An estimated 70 percent of California almond growers export to foreign markets.

Lee Allen, Contributing Writer

October 20, 2022

3 Min Read
A Grizzly Nut employee pulls a sample for USDA.Almond Board of California

In this ever-changing world we live in, it’s hard to stay on track, say nothing of venturing ahead and when it comes to rules governing pesticide residues on tree nut crops — they’re all over the place.

Which is unfortunate for the estimated 70 percent of California almond growers who export to foreign markets. “It’s a problem for anyone who grows a crop for export,” said Gabriele Ludwig, Almond Board of California’s Director of Sustainability and Environmental Affairs.

She’s talking about the legal limits of residues on food, so-called acceptable Maximum Residue Levels or MRLs. “They’re tolerances that countries set and while people think of them as food safety issues, they’re actually trading standards. As long as a crop doesn’t exceed a certain amount, it’s acceptable to have up to that amount of residue on the food when it’s in commercial trade. Unfortunately, different countries or even different regions have different residue standards and that makes life more complicated for growers who have no idea where, what market, their nuts will end up.

“What they struggle with is making pest management decisions, figuring out what tools they can use to manage pests and at the same time making sure they’re compliant with MRLs in their international export market countries.”
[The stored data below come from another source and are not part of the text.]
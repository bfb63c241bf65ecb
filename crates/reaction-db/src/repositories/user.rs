//! PostgreSQL implementation of UserRepository (read-only host users)

use async_trait::async_trait;
use sqlx::PgPool;
use tracing::instrument;

use reaction_core::entities::User;
use reaction_core::traits::{RepoResult, UserRepository};
use reaction_core::value_objects::UserId;

use crate::models::UserModel;

use super::error::map_db_error;

#[derive(Clone)]
pub struct PgUserRepository {
    pool: PgPool,
}

impl PgUserRepository {
    pub fn new(pool: PgPool) -> Self {
        Self { pool }
    }
}

#[async_trait]
impl UserRepository for PgUserRepository {
    #[instrument(skip(self))]
    async fn find_by_ids(&self, ids: &[UserId]) -> RepoResult<Vec<User>> {
        if ids.is_empty() {
            return Ok(Vec::new());
        }

        let ids: Vec<i64> = ids.iter().map(|id| id.into_inner()).collect();

        let results = sqlx::query_as::<_, UserModel>(
            r#"
            SELECT id, display_name
            FROM users
            WHERE id = ANY($1)
            "#,
        )
        .bind(&ids)
        .fetch_all(&self.pool)
        .await
        .map_err(map_db_error)?;

        Ok(results.into_iter().map(User::from).collect())
    }
}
So what’s a grower to do? “There’s a couple of ways to respond,” she admitted. “One is to grow to the lowest level of tolerance you can. Another option that handlers may choose is to test product lots like they do in New Zealand, making sure every shipment that leaves that country meets whatever the export market standards are. That’s not something we typically do in almonds though. Rather it’s a just-close-your-eyes and hope no one does such a test.”

And that doesn’t always work because that laisse faire attitude of yesterday hasn’t carried forth into the 21st century. “Certainly, in the Asian markets, there was very limited testing being done, but there’s been a big shift over the past 15 years and there’s a lot more testing to meet MRLs.”

Growers’ options

So, again, what’s a grower to do? “Depends a lot on how growers grow,” she responded. “There’s a global database in Google where you can look up MRLs in different countries and learn current maximum residue limits. Then talk to your handlers to determine the key markets being sold to, Asian or European. Europe is starting to reduce its MRLs and asking handlers to not use certain products to minimize the chance there might be higher residues.”

Regulatory statute changes may have contributed some to lowering residue counts. “California has moved ahead and ended use of some products even before federal restrictions were enacted although the U.S. is still focused on being a risk-based policy complier. There are divergent philosophies for how to assess risk and what to do about it and that leads to different MRLs.”

Drilling down specifically to the tree nut industry, Ludwig said: “Although it’s true in general of tree nuts in the U.S., almonds in particular are a highly exported crop so this is something that everybody is trying to figure out how to navigate. What I try to do is make our government aware of how growers are trying to solve that problem while trying to find a harmony in the various levels residue contamination."